=== Begin Enclosure ===
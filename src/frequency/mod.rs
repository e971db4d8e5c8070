// Word frequency: ranked word counts at corpus, assignment, student or
// question granularity.
//
// The engine itself only knows about text. Grouping is done by joining the
// normalized text of the relevant records before counting, so one call per
// group produces one ranked list.

use std::collections::HashMap;
use std::fmt;

use serde::{Deserialize, Serialize};

use crate::corpus::{Corpus, DocumentRecord, Selection};
use crate::text::{normalize, tokenize};

#[derive(Debug, Clone, PartialEq, Eq, Serialize, Deserialize)]
pub struct WordCount {
    pub word: String,
    pub count: usize,
}

/// The `top_k` most frequent tokens of `text`, most frequent first. Ties
/// keep the order in which the words first appear.
pub fn word_frequency(text: &str, top_k: usize) -> Vec<WordCount> {
    if top_k == 0 {
        return Vec::new();
    }

    let tokens = tokenize(&normalize(text));
    let mut position: HashMap<&str, usize> = HashMap::new();
    let mut counts: Vec<WordCount> = Vec::new();

    for token in &tokens {
        match position.get(token.as_str()) {
            Some(&i) => counts[i].count += 1,
            None => {
                position.insert(token.as_str(), counts.len());
                counts.push(WordCount {
                    word: token.clone(),
                    count: 1,
                });
            }
        }
    }

    // Stable sort: equal counts stay in first-occurrence order
    counts.sort_by(|a, b| b.count.cmp(&a.count));
    counts.truncate(top_k);
    counts
}

/// Granularity of a grouped frequency table.
#[derive(Debug, Clone, Copy, PartialEq, Eq)]
pub enum FrequencyScope {
    /// Everything selected, as one group
    Corpus,
    /// One group per selected assignment
    Assignment,
    /// One group per student per assignment
    Student,
    /// One group per active question, across students
    Question,
}

#[derive(Debug, Clone, PartialEq, Eq, Serialize, Deserialize)]
#[serde(tag = "kind", rename_all = "snake_case")]
pub enum FrequencyGroup {
    Corpus,
    Assignment { assignment: String },
    Student { student: String, assignment: String },
    Question { question: String },
}

impl fmt::Display for FrequencyGroup {
    fn fmt(&self, f: &mut fmt::Formatter<'_>) -> fmt::Result {
        match self {
            FrequencyGroup::Corpus => write!(f, "all selected documents"),
            FrequencyGroup::Assignment { assignment } => write!(f, "{assignment}"),
            FrequencyGroup::Student {
                student,
                assignment,
            } => write!(f, "{student} ({assignment})"),
            FrequencyGroup::Question { question } => write!(f, "{question}"),
        }
    }
}

#[derive(Debug, Clone, Serialize, Deserialize)]
pub struct GroupFrequency {
    pub group: FrequencyGroup,
    pub words: Vec<WordCount>,
}

/// Ranked word counts for each group of the selection at the given scope.
pub fn grouped_frequency(
    corpus: &Corpus,
    selection: &Selection,
    scope: FrequencyScope,
    top_k: usize,
) -> Vec<GroupFrequency> {
    let selected = corpus.select(selection);
    if selected.is_empty() {
        return Vec::new();
    }

    match scope {
        FrequencyScope::Corpus => vec![GroupFrequency {
            group: FrequencyGroup::Corpus,
            words: word_frequency(&join_normalized(&selected), top_k),
        }],
        FrequencyScope::Assignment => selection
            .assignments
            .iter()
            .filter_map(|assignment| {
                let docs: Vec<&DocumentRecord> = selected
                    .iter()
                    .copied()
                    .filter(|r| &r.assignment_id == assignment)
                    .collect();
                (!docs.is_empty()).then(|| GroupFrequency {
                    group: FrequencyGroup::Assignment {
                        assignment: assignment.clone(),
                    },
                    words: word_frequency(&join_normalized(&docs), top_k),
                })
            })
            .collect(),
        FrequencyScope::Student => {
            let mut docs = selected;
            docs.sort_by(|a, b| {
                a.student_id
                    .cmp(&b.student_id)
                    .then_with(|| assignment_rank(selection, a).cmp(&assignment_rank(selection, b)))
            });
            docs.into_iter()
                .map(|r| GroupFrequency {
                    group: FrequencyGroup::Student {
                        student: r.student_id.clone(),
                        assignment: r.assignment_id.clone(),
                    },
                    words: word_frequency(r.normalized_text(), top_k),
                })
                .collect()
        }
        FrequencyScope::Question => corpus
            .active_questions(selection)
            .into_iter()
            .map(|question| {
                let text = selected
                    .iter()
                    .filter_map(|r| r.answer(&question))
                    .map(normalize)
                    .collect::<Vec<_>>()
                    .join(" ");
                GroupFrequency {
                    words: word_frequency(&text, top_k),
                    group: FrequencyGroup::Question { question },
                }
            })
            .collect(),
    }
}

fn join_normalized(records: &[&DocumentRecord]) -> String {
    records
        .iter()
        .map(|r| r.normalized_text())
        .collect::<Vec<_>>()
        .join(" ")
}

fn assignment_rank(selection: &Selection, record: &DocumentRecord) -> usize {
    selection
        .assignments
        .iter()
        .position(|a| a == &record.assignment_id)
        .unwrap_or(usize::MAX)
}
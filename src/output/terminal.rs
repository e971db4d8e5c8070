// Colored terminal output for corpus overviews and analysis tables.
//
// This module handles all terminal-specific formatting: colors, bars,
// column layout. The main.rs command handlers delegate here.

use colored::Colorize;

use super::{one_line, truncate_chars};
use crate::corpus::Corpus;
use crate::db::{CacheEntry, CacheOutcome};
use crate::frequency::GroupFrequency;
use crate::sentiment::SentimentRow;
use crate::similarity::SimilarityMatrix;
use crate::summary::{DocumentSummary, TextInspection};
use crate::topics::{ProjectedPoint, TopicFit};

const BAR_WIDTH: usize = 20;

/// A bar of `=` proportional to `value / max`.
fn bar(value: f64, max: f64) -> String {
    let filled = if max > 0.0 {
        ((value / max) * BAR_WIDTH as f64).round() as usize
    } else {
        0
    };
    "=".repeat(filled.min(BAR_WIDTH))
}

/// Display record, assignment, student and question counts plus the skip list.
pub fn display_corpus_overview(corpus: &Corpus, outcome: Option<CacheOutcome>) {
    println!("\n{}", "=== Corpus ===".bold());
    if let Some(outcome) = outcome {
        println!("  Source: {}", outcome.to_string().dimmed());
    }
    for root in corpus.roots() {
        println!("  Root: {}", root.display());
    }
    println!("  Documents: {}", corpus.len());
    println!("  Assignments: {}", corpus.assignments().len());
    for assignment in corpus.assignments() {
        println!(
            "    {:<30} {:>4} documents",
            assignment,
            corpus.assignment_records(assignment).len()
        );
    }
    println!("  Students: {}", corpus.students().len());
    println!("  Questions: {}", corpus.questions().len());

    if corpus.skipped().is_empty() {
        println!("  Skipped: {}", "none".green());
    } else {
        println!(
            "  Skipped: {}",
            corpus.skipped().len().to_string().yellow()
        );
        for skipped in corpus.skipped() {
            println!(
                "    {} {}",
                skipped.path.display(),
                format!("({})", skipped.reason).dimmed()
            );
        }
    }
}

/// Display ranked word counts per group as bar charts.
pub fn display_frequency(groups: &[GroupFrequency]) {
    if groups.is_empty() {
        println!("Nothing selected.");
        return;
    }

    for group in groups {
        println!("\n{}", format!("=== {} ===", group.group).bold());
        if group.words.is_empty() {
            println!("  {}", "(no words)".dimmed());
            continue;
        }
        let max = group.words[0].count as f64;
        for word in &group.words {
            println!(
                "  {:<20} {:>5}  {}",
                word.word,
                word.count,
                bar(word.count as f64, max).cyan()
            );
        }
    }
}

/// Display polarity per row, colored by sign.
pub fn display_sentiment(rows: &[SentimentRow]) {
    if rows.is_empty() {
        println!("Nothing selected.");
        return;
    }

    println!("\n{}", "=== Sentiment ===".bold());
    println!(
        "  {:<40} {:>8}  {:>5}",
        "Group".dimmed(),
        "Polarity".dimmed(),
        "Docs".dimmed()
    );
    println!("  {}", "-".repeat(58).dimmed());
    for row in rows {
        let label = truncate_chars(&row.group.to_string(), 40);
        let polarity = format!("{:>8.3}", row.polarity);
        let polarity = if row.polarity > 0.05 {
            polarity.green()
        } else if row.polarity < -0.05 {
            polarity.red()
        } else {
            polarity.normal()
        };
        println!("  {:<40} {}  {:>5}", label, polarity, row.documents);
    }
}

/// Display each assignment's pairs, most similar first.
pub fn display_similarity(matrices: &[SimilarityMatrix]) {
    if matrices.is_empty() {
        println!("Nothing selected.");
        return;
    }

    for matrix in matrices {
        println!(
            "\n{}",
            format!(
                "=== {} ({}, {} students) ===",
                matrix.assignment,
                matrix.metric,
                matrix.students.len()
            )
            .bold()
        );
        if matrix.scores.is_empty() {
            println!("  {}", "(fewer than two students)".dimmed());
            continue;
        }
        for (pair, score) in matrix.ranked() {
            let score_str = format!("{score:.3}");
            let score_str = if score >= 0.8 {
                score_str.red().bold()
            } else if score >= 0.5 {
                score_str.yellow()
            } else {
                score_str.normal()
            };
            println!(
                "  {:<40} {}  {}",
                truncate_chars(&pair.to_string(), 40),
                score_str,
                bar(score, 1.0).cyan()
            );
        }
        if !matrix.empty.is_empty() {
            println!(
                "  {}",
                format!("Empty documents: {}", matrix.empty.join(", ")).dimmed()
            );
        }
    }
}

/// Display topic terms and the per-document table.
pub fn display_topics(fit: &TopicFit) {
    println!(
        "\n{}",
        format!("=== Topics ({}) ===", fit.topics.len()).bold()
    );
    if !fit.converged {
        println!(
            "  {} sampler stopped after {} iterations without converging",
            "!".yellow(),
            fit.iterations
        );
    }
    for topic in &fit.topics {
        let share = fit
            .documents
            .iter()
            .filter(|d| d.dominant_topic == topic.topic)
            .count();
        println!(
            "  {:>2}. {:<60} {}",
            topic.topic,
            topic.label(),
            format!("({share} docs)").dimmed()
        );
    }

    if fit.documents.is_empty() {
        return;
    }
    println!("\n{}", "=== Documents ===".bold());
    for doc in &fit.documents {
        let who = match (&doc.student, &doc.assignment) {
            (Some(s), Some(a)) => format!("{s} ({a})"),
            _ => format!("#{}", doc.index),
        };
        println!(
            "  {:<30} topic {:>2}  {:.2}  {}",
            truncate_chars(&who, 30),
            doc.dominant_topic,
            doc.contribution,
            truncate_chars(&one_line(&doc.text), 60).dimmed()
        );
    }
}

/// Display projected coordinates.
pub fn display_projection(points: &[ProjectedPoint], fit: &TopicFit) {
    println!(
        "\n{}",
        format!(
            "=== Projection ({} of {} documents) ===",
            points.len(),
            fit.documents.len()
        )
        .bold()
    );
    for point in points {
        let doc = &fit.documents[point.index];
        let who = doc.student.clone().unwrap_or_else(|| format!("#{}", doc.index));
        println!(
            "  {:<30} topic {:>2}  x {:>9.3}  y {:>9.3}",
            truncate_chars(&who, 30),
            point.dominant_topic,
            point.x,
            point.y
        );
    }
}

pub fn display_summaries(rows: &[DocumentSummary]) {
    if rows.is_empty() {
        println!("Nothing selected.");
        return;
    }
    for row in rows {
        println!(
            "\n{}",
            format!("=== {} ({}) ===", row.student, row.assignment).bold()
        );
        println!("  {}", one_line(&row.summary));
    }
}

pub fn display_inspection(report: &TextInspection) {
    println!("\n{}", "=== Tokens ===".bold());
    println!("  {}", report.tokens.join(" "));
    println!("\n{}", "=== Sentiment ===".bold());
    println!("  {:.3}", report.sentiment);
    println!("\n{}", "=== Summary ===".bold());
    println!("  {}", one_line(&report.summary));
}

pub fn display_cache_entries(entries: &[CacheEntry]) {
    if entries.is_empty() {
        println!("Cache is empty.");
        return;
    }
    println!("\n{}", format!("=== Cached corpora ({}) ===", entries.len()).bold());
    for entry in entries {
        println!("  {}", entry.roots().join(", "));
        println!(
            "    {} documents, {} assignments, {} skipped, built {}",
            entry.record_count,
            entry.assignment_count,
            entry.skipped_count,
            entry.built_at.format("%Y-%m-%d %H:%M:%S")
        );
    }
}
// Summaries: extractive summaries of documents, and a one-off inspection
// of free text (tokens, sentiment and summary together).

pub mod tfidf;
pub mod traits;

use anyhow::Result;
use serde::{Deserialize, Serialize};

use crate::corpus::{Corpus, Selection};
use crate::sentiment::sentiment;
use crate::text::{normalize, tokenize};

pub use tfidf::TfIdfSummarizer;
pub use traits::Summarizer;

#[derive(Debug, Clone, Serialize, Deserialize)]
pub struct DocumentSummary {
    pub assignment: String,
    pub student: String,
    pub summary: String,
}

/// Everything the engine can say about a single piece of text.
#[derive(Debug, Clone, Serialize, Deserialize)]
pub struct TextInspection {
    pub tokens: Vec<String>,
    pub sentiment: f64,
    pub summary: String,
}

/// One summary per selected document, in corpus order.
pub fn summarize_documents<S>(
    corpus: &Corpus,
    selection: &Selection,
    summarizer: &S,
) -> Result<Vec<DocumentSummary>>
where
    S: Summarizer + ?Sized,
{
    corpus
        .select(selection)
        .into_iter()
        .map(|record| {
            Ok(DocumentSummary {
                assignment: record.assignment_id.clone(),
                student: record.student_id.clone(),
                summary: summarizer.summarize(record.combined_text())?,
            })
        })
        .collect()
}

pub fn inspect_text<S>(text: &str, summarizer: &S) -> Result<TextInspection>
where
    S: Summarizer + ?Sized,
{
    Ok(TextInspection {
        tokens: tokenize(&normalize(text)),
        sentiment: sentiment(text),
        summary: summarizer.summarize(text)?,
    })
}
=== End Enclosure ===
## The problem
Find every line in the records that has the word "first". Copy those lines.

## Problem solution
/// The `top_k` most frequent tokens of `text`, most frequent first. Ties
/// keep the order in which the words first appear.
    // Stable sort: equal counts stay in first-occurrence order
/// Display each assignment's pairs, most similar first.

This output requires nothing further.